Achievement First principals take part in a two-year residency before leading a school. New teachers have five weeks of summer professional development. All teachers and leaders use coaches who provide individualized feedback and support. Achievement First kept its coaching in place during the pandemic, with leaders giving feedback on Zoom instruction and engagement.

  1. Vibrant school community and shut relationships with families

Schools are communities, not just places of learning. We saw how humanity, grace, and love rose towards the surface during the pandemic. This was a top finding from the interviews: the focus on humanity and community, the giving and receiving of grace during times of struggle, and the bonds between teachers, families, and youth involved in the shared reason for education and also the common challenge of overcoming hardship together. The charter networks were built with a strong communal feeling among teachers and families prior to the pandemic. That helped them navigate the crisis.

Said Uncommon's Healey, \”Our kids are incredible and very resilient. They said, 'Let me dive in and embrace this.' Which was grounded in relationships in which the students know the teachers and staff really love them.\”


In sum, these networks entered the pandemic as highly effective organizations, with clear values, excellent leadership, talented teams, a coherent curriculum, systems that support student success, and vibrant communities with close relationships. They were powerful assets in the sudden shift to remote learning.

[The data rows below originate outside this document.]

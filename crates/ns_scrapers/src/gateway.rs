//! Naver news search API client.

use async_trait::async_trait;
use chrono::DateTime;
use ns_core::config::SearchConfig;
use ns_core::logging::truncate_for_log;
use ns_core::{clamp_display, Error, Result, SearchCandidate, SearchProvider};
use reqwest::Client;
use serde::Deserialize;
use tracing::{debug, error, instrument};

#[derive(Debug, Deserialize)]
struct NaverApiResponse {
    items: Option<Vec<NaverItem>>,
}

#[derive(Debug, Deserialize)]
struct NaverItem {
    title: String,
    link: String,
    #[serde(default)]
    description: Option<String>,
    #[serde(default, rename = "originallink")]
    original_link: Option<String>,
    #[serde(default, rename = "pubDate")]
    pub_date: Option<String>,
}

#[derive(Debug, Deserialize)]
struct NaverApiError {
    #[serde(rename = "errorMessage")]
    error_message: String,
}

impl From<NaverItem> for SearchCandidate {
    fn from(item: NaverItem) -> Self {
        let published_at = item
            .pub_date
            .as_deref()
            .and_then(|raw| DateTime::parse_from_rfc2822(raw).ok());
        SearchCandidate {
            title: item.title,
            link: item.link,
            original_link: item.original_link.filter(|l| !l.is_empty()),
            description: item.description,
            published_at,
        }
    }
}

/// Query gateway backed by the Naver open API.
#[derive(Debug, Clone)]
pub struct NaverSearchClient {
    client: Client,
    config: SearchConfig,
}

impl NaverSearchClient {
    pub fn new(config: SearchConfig) -> Result<Self> {
        let client = Client::builder().timeout(config.timeout).build()?;
        Ok(Self { client, config })
    }
}

/// Rejects blank queries and returns the trimmed text.
pub fn validate_query(query: &str) -> Result<&str> {
    let query = query.trim();
    if query.is_empty() {
        return Err(Error::InvalidInput("query must not be empty".to_string()));
    }
    Ok(query)
}

#[async_trait]
impl SearchProvider for NaverSearchClient {
    #[instrument(skip(self, display_count), fields(endpoint = %self.config.endpoint, display = display_count))]
    async fn search(&self, query: &str, display_count: u32) -> Result<Vec<SearchCandidate>> {
        let query = validate_query(query)?;
        // Checked before any I/O so a missing credential never reaches the network.
        let (client_id, client_secret) = self.config.credentials()?;
        let display_str = clamp_display(display_count, self.config.max_display).to_string();

        debug!(%query, display = %display_str, "Sending search request to Naver");
        let response = self
            .client
            .get(&self.config.endpoint)
            .query(&[
                ("query", query),
                ("display", display_str.as_str()),
                ("start", "1"),
                ("sort", "sim"),
            ])
            .header("X-Naver-Client-Id", client_id)
            .header("X-Naver-Client-Secret", client_secret)
            .send()
            .await
            .map_err(|e| {
                error!(error = %e, "Network error during Naver request");
                Error::upstream(None, format!("Naver API error: {e}"))
            })?;

        let status = response.status();
        // Read raw bytes: the provider's declared charset is not trusted.
        let body = response
            .bytes()
            .await
            .map_err(|e| Error::upstream(Some(status.as_u16()), format!("Naver API error: {e}")))?;

        if !status.is_success() {
            let message = serde_json::from_slice::<NaverApiError>(&body)
                .map(|e| e.error_message)
                .unwrap_or_else(|_| String::from_utf8_lossy(&body).into_owned());
            error!(
                status = status.as_u16(),
                message = %truncate_for_log(&message, 200),
                "Naver API error"
            );
            return Err(Error::upstream(Some(status.as_u16()), message));
        }

        let parsed: NaverApiResponse = serde_json::from_slice(&body).map_err(|e| {
            error!(error = %e, "Failed to parse Naver response");
            Error::upstream(Some(status.as_u16()), format!("Invalid response from Naver API: {e}"))
        })?;

        let items = parsed.items.ok_or_else(|| {
            Error::upstream(Some(status.as_u16()), "Invalid response from Naver API: missing items")
        })?;

        debug!(result_count = items.len(), "Search completed successfully");
        Ok(items.into_iter().map(SearchCandidate::from).collect())
    }
}

#[cfg(test)]
mod tests {
    use super::*;

    #[test]
    fn test_validate_query() {
        assert_eq!(validate_query("  주식 ").unwrap(), "주식");
        assert!(matches!(validate_query("   "), Err(Error::InvalidInput(_))));
    }

    #[test]
    fn test_item_into_candidate() {
        let item: NaverItem = serde_json::from_str(
            r#"{
                "title": "잊고 있던 미수령 <b>주식</b> 433억, 주인 찾았다",
                "originallink": "https://www.newsis.com/view/NISX20251023_0003374173",
                "link": "https://n.news.naver.com/mnews/article/003/0013553420?sid=101",
                "description": "경기도에 사는 40대 A씨는",
                "pubDate": "Thu, 23 Oct 2025 14:15:00 +0900"
            }"#,
        )
        .unwrap();
        let candidate = SearchCandidate::from(item);
        assert_eq!(candidate.title, "잊고 있던 미수령 <b>주식</b> 433억, 주인 찾았다");
        assert_eq!(
            candidate.original_link.as_deref(),
            Some("https://www.newsis.com/view/NISX20251023_0003374173")
        );
        let published = candidate.published_at.unwrap();
        assert_eq!(published.to_rfc3339(), "2025-10-23T14:15:00+09:00");
    }

    #[test]
    fn test_item_with_bad_date() {
        let item: NaverItem =
            serde_json::from_str(r#"{"title": "t", "link": "l", "pubDate": "yesterday"}"#).unwrap();
        let candidate = SearchCandidate::from(item);
        assert!(candidate.published_at.is_none());
        assert!(candidate.description.is_none());
    }

    #[tokio::test]
    async fn test_missing_credentials_fail_before_request() {
        let client = NaverSearchClient::new(SearchConfig {
            endpoint: "http://127.0.0.1:9/unreachable".to_string(),
            ..Default::default()
        })
        .unwrap();
        let err = client.search("주식", 5).await.unwrap_err();
        assert!(matches!(err, Error::Configuration(_)));
    }
}
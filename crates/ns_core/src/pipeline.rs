use async_trait::async_trait;
use crate::types::{FetchResult, SearchCandidate};
use crate::Result;

#[async_trait]
pub trait SearchProvider: Send + Sync {
    /// Returns up to `display` candidates for `query`, in provider order.
    async fn search(&self, query: &str, display: u32) -> Result<Vec<SearchCandidate>>;
}

#[async_trait]
pub trait PageFetcher: Send + Sync {
    /// Fetches one candidate page. Failures are values, never errors.
    async fn fetch(&self, url: &str) -> FetchResult;
}
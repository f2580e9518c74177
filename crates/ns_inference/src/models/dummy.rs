use std::fmt;
use ns_core::{Article, InferenceModel, Result};

/// Offline model: echoes a short digest of the articles instead of calling an API.
pub struct DummyModel;

impl fmt::Debug for DummyModel {
    fn fmt(&self, f: &mut fmt::Formatter<'_>) -> fmt::Result {
        f.debug_struct("DummyModel").finish()
    }
}

impl DummyModel {
    pub fn new() -> Self {
        Self
    }
}

impl Default for DummyModel {
    fn default() -> Self {
        Self::new()
    }
}

#[async_trait::async_trait]
impl InferenceModel for DummyModel {
    fn name(&self) -> &str {
        "Dummy"
    }

    async fn analyze(&self, prompt: &str, articles: &[Article]) -> Result<String> {
        let mut lines = vec![format!("{} ({} articles)", prompt.trim(), articles.len())];
        for article in articles {
            // First 20 words of each body
            let words: Vec<&str> = article.text.split_whitespace().take(20).collect();
            lines.push(format!("- {}: {}", article.title, words.join(" ")));
        }
        Ok(lines.join("\n"))
    }
}

#[cfg(test)]
mod tests {
    use super::*;

    #[tokio::test]
    async fn test_analyze_is_deterministic() {
        let model = DummyModel::new();
        let articles = vec![Article {
            title: "주식 433억".to_string(),
            link: "https://n.news.naver.com/a".to_string(),
            text: "경기도에 사는 40대 A씨는 오래전 투자했던 비상장 주식의 존재를 잊고 지냈다.".to_string(),
        }];

        let first = model.analyze("요약해줘", &articles).await.unwrap();
        let second = model.analyze("요약해줘", &articles).await.unwrap();
        assert_eq!(first, second);
        assert!(first.starts_with("요약해줘 (1 articles)"));
        assert!(first.contains("- 주식 433억: 경기도에"));
    }
}
use std::sync::Arc;
use ns_core::config::InferenceConfig;
use ns_core::{Error, InferenceModel, Result, Transcriber};

pub mod dummy;
pub mod openai;

pub use dummy::DummyModel;
pub use openai::OpenAiModel;

/// Builds the model named by `config.model` ("openai" or "dummy").
pub fn create_model(config: &InferenceConfig) -> Result<Arc<dyn InferenceModel>> {
    match config.model.to_ascii_lowercase().as_str() {
        "openai" => Ok(Arc::new(OpenAiModel::new(config)?)),
        "dummy" => Ok(Arc::new(DummyModel::new())),
        other => Err(Error::Configuration(format!(
            "Unknown model '{}'. Available models: openai, dummy",
            other
        ))),
    }
}

/// Builds the speech-to-text backend. Only the OpenAI model can transcribe.
pub fn create_transcriber(config: &InferenceConfig) -> Result<Arc<dyn Transcriber>> {
    match config.model.to_ascii_lowercase().as_str() {
        "openai" => Ok(Arc::new(OpenAiModel::new(config)?)),
        other => Err(Error::Configuration(format!(
            "Model '{}' cannot transcribe audio. Available models: openai",
            other
        ))),
    }
}

#[cfg(test)]
mod tests {
    use super::*;

    #[test]
    fn test_create_model() {
        let dummy = create_model(&InferenceConfig {
            model: "dummy".to_string(),
            ..Default::default()
        })
        .unwrap();
        assert_eq!(dummy.name(), "Dummy");

        let openai = create_model(&InferenceConfig {
            api_key: Some("sk-test".to_string()),
            ..Default::default()
        })
        .unwrap();
        assert_eq!(openai.name(), "OpenAI");

        let missing_key = create_model(&InferenceConfig::default());
        assert!(matches!(missing_key, Err(Error::Configuration(_))));

        let unknown = create_model(&InferenceConfig {
            model: "gpt-j".to_string(),
            ..Default::default()
        });
        assert!(matches!(unknown, Err(Error::Configuration(_))));
    }

    #[test]
    fn test_create_transcriber() {
        let config = InferenceConfig {
            api_key: Some("sk-test".to_string()),
            ..Default::default()
        };
        assert!(create_transcriber(&config).is_ok());

        let dummy = create_transcriber(&InferenceConfig {
            model: "dummy".to_string(),
            ..config
        });
        assert!(matches!(dummy, Err(Error::Configuration(msg)) if msg.contains("cannot transcribe")));
    }
}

We must do all we are able to to assist every school take similar actions. Simultaneously, let's pause to acknowledge the policies that have enabled high-performing charter networks such as these to emerge. At a time when so many U.S. institutions appear to be struggling or neglecting to meet the moment, listed here are types of organizations that are not just surviving but thriving. Surely we ought to need to see them replicate and grow to allow them to serve much more students, families, and communities that choose them.